Abstract
Background: Epoetin (EPO), darbepoetin (DARB) and red blood cell transfusions (RBCT) are therapeutic alternatives to treat anemia associated with cancer and cancer therapy. Results of randomized controlled trials (RCTs) conflict, and some question the safety of EPO and DARB. Previously, we systematically reviewed this topic (Bohlius et al, JNCI 2005). Since then many new studies became available necessitating an update the prior systematic review.
Objectives: To determine the effectiveness and safety of recombinant human erythropoietin and darbepoetin to prevent or alleviate anemia in cancer patients (pts), and to compare current and previous results of systematic review.
Methods: Included RCTs compared EPO or DARB plus RBCT if needed with observation plus RBCT for prophylaxis or treatment of anemia in cancer patients receiving or not receiving antineoplastic therapy. Patients had solid tumors or hematological malignancies including MDS. Endpoints were rates of RBCT, hematological response (defined as transfusion free Hb increase of 2 g/dL), tumor response, overall survival and thrombo embolic events. Medical databases (Cochrane Library, MEDLINE, EMBASE) and conference proceedings were searched (first review:1985–2001, update up to 04/2005). We included full-text and abstract publications plus unpublished data. Data extraction and quality assessment were in duplicate.
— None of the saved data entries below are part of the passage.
//! Agent-side snapshot encoding.
//!
//! Keys: `version`, `approach.mode`, `approach.index`, `approach.forward`,
//! `approach.up`, `approach.waypoints`, `approach.bay`, `approach.ticks`.
//! Vectors use the wire encoding, whose float formatting round-trips exactly.
//! `approach.bay` and `approach.ticks` may be absent; they read back as no
//! bay and a zero throttle count.

use crate::controller::{ApproachMode, ApproachPlan, ApproachProgress};
use crate::error::{ApproachError, ApproachResult};
use baymaster_core::{FlatSnapshot, SnapshotError, Vec3};
use baymaster_protocol::{decode_vector, decode_waypoints, encode_vector, encode_waypoints};

/// Current agent snapshot format.
pub const APPROACH_SNAPSHOT_VERSION: u32 = 1;

const MODE_KEY: &str = "approach.mode";
const INDEX_KEY: &str = "approach.index";
const FORWARD_KEY: &str = "approach.forward";
const UP_KEY: &str = "approach.up";
const WAYPOINTS_KEY: &str = "approach.waypoints";
const BAY_KEY: &str = "approach.bay";
const TICKS_KEY: &str = "approach.ticks";

const MODE_IDLE: &str = "idle";

/// Approach state as persisted.
#[derive(Debug, Clone, PartialEq, Default)]
pub struct ApproachSnapshot {
    /// `None` when idle
    pub progress: Option<ApproachProgress>,
    /// Bay being approached, occupied or left
    pub bay: Option<String>,
    /// Tick-throttle counter
    pub ticks: u64,
}

impl ApproachSnapshot {
    pub fn to_flat(&self) -> FlatSnapshot {
        let mut flat = FlatSnapshot::new(APPROACH_SNAPSHOT_VERSION);
        flat.insert(BAY_KEY, self.bay.as_deref().unwrap_or(""));
        flat.insert(TICKS_KEY, self.ticks.to_string());
        match &self.progress {
            Some(progress) => {
                flat.insert(MODE_KEY, progress.plan.mode.as_str());
                flat.insert(INDEX_KEY, progress.index.to_string());
                flat.insert(FORWARD_KEY, encode_vector(progress.plan.forward));
                flat.insert(UP_KEY, encode_vector(progress.plan.up));
                flat.insert(WAYPOINTS_KEY, encode_waypoints(&progress.plan.waypoints));
            }
            None => {
                flat.insert(MODE_KEY, MODE_IDLE);
                flat.insert(INDEX_KEY, "0");
                flat.insert(FORWARD_KEY, encode_vector(Vec3::ZERO));
                flat.insert(UP_KEY, encode_vector(Vec3::ZERO));
                flat.insert(WAYPOINTS_KEY, "");
            }
        }
        flat
    }

    pub fn from_flat(flat: &FlatSnapshot) -> ApproachResult<Self> {
        flat.check_version(APPROACH_SNAPSHOT_VERSION)?;
        let bay = flat.get(BAY_KEY).filter(|b| !b.is_empty()).map(str::to_string);
        let ticks = match flat.get(TICKS_KEY) {
            Some(_) => flat.require_parsed(TICKS_KEY)?,
            None => 0,
        };
        let mode = match flat.require(MODE_KEY)? {
            MODE_IDLE => {
                return Ok(Self {
                    progress: None,
                    bay,
                    ticks,
                })
            }
            "docking" => ApproachMode::Docking,
            "departing" => ApproachMode::Departing,
            other => {
                return Err(SnapshotError::Malformed {
                    key: MODE_KEY.to_string(),
                    reason: format!("unknown mode {:?}", other),
                }
                .into())
            }
        };

        let plan = ApproachPlan {
            waypoints: decode_waypoints(flat.require(WAYPOINTS_KEY)?)?,
            forward: decode_vector(flat.require(FORWARD_KEY)?)?,
            up: decode_vector(flat.require(UP_KEY)?)?,
            mode,
        };
        let index: usize = flat.require_parsed(INDEX_KEY)?;
        if index > plan.waypoints.len() {
            return Err(ApproachError::Snapshot(SnapshotError::Malformed {
                key: INDEX_KEY.to_string(),
                reason: format!("index {} past {} waypoints", index, plan.waypoints.len()),
            }));
        }
        Ok(Self {
            progress: Some(ApproachProgress { plan, index }),
            bay,
            ticks,
        })
    }
}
Results: The update included 57 trials with 9,353 patients. Use of EPO or DARB significantly reduced the relative risk (RR) of RBCTs (RR 0.64; 95%-CI 0.60–0.68; 42 trials, n = 6,510). On average, participants in the EPO/DARB groups received one unit of blood less than controls (weighted mean difference −1.05; 95% CI− 1.32 −0.78; 14 trials, n = 2,353). Hb response (baseline Hb < 12 g/dL) was more likely in the EPO/DARB group (RR 3.43; 95%-CI 3.07–3.84; 22 trials, n = 4,307). Thrombo embolic complications were more frequent in patients receiving EPO/DARB: RR 1.67 (95%-CI 1.35–2.06; 35 trials, n = 6,769). Uncertainties remain whether and how EPO/DARB affects tumor response (fixed effect RR 1.12; 95%-CI 1.01–1.23; random effects: RR 1.09; 95%-CI 0.94–1.26; 13 trials, n = 2,833) or overall survival (HR 1.08; 95%-CI 0.99–1.18; 42 trials, n = 8,167). Subgroup analyses comparing EPO and DARB did not identify clinically or statistically significant differences. This update confirms previous findings for transfusion rates and hematological response. In contrast, the update suggests EPO/DARB may reduce survival whereas the first review suggested possible benefits (HR 0.81; 95%-CI 0.67–0.99; 19 trials, n = 2,865). Factors possibly contributing to these conflicting results include mortality due to thrombo embolic complications and tumor progression but also methodological limitations such as baseline imbalances.
Conclusion: EPO or DARB given to cancer pts reduces the relative risk for red blood cell transfusion and increases likelihood of hematological response. However, EPO/DARB also increases the risk of thrombo embolic complications. The impact on tumor response and survival is uncertain.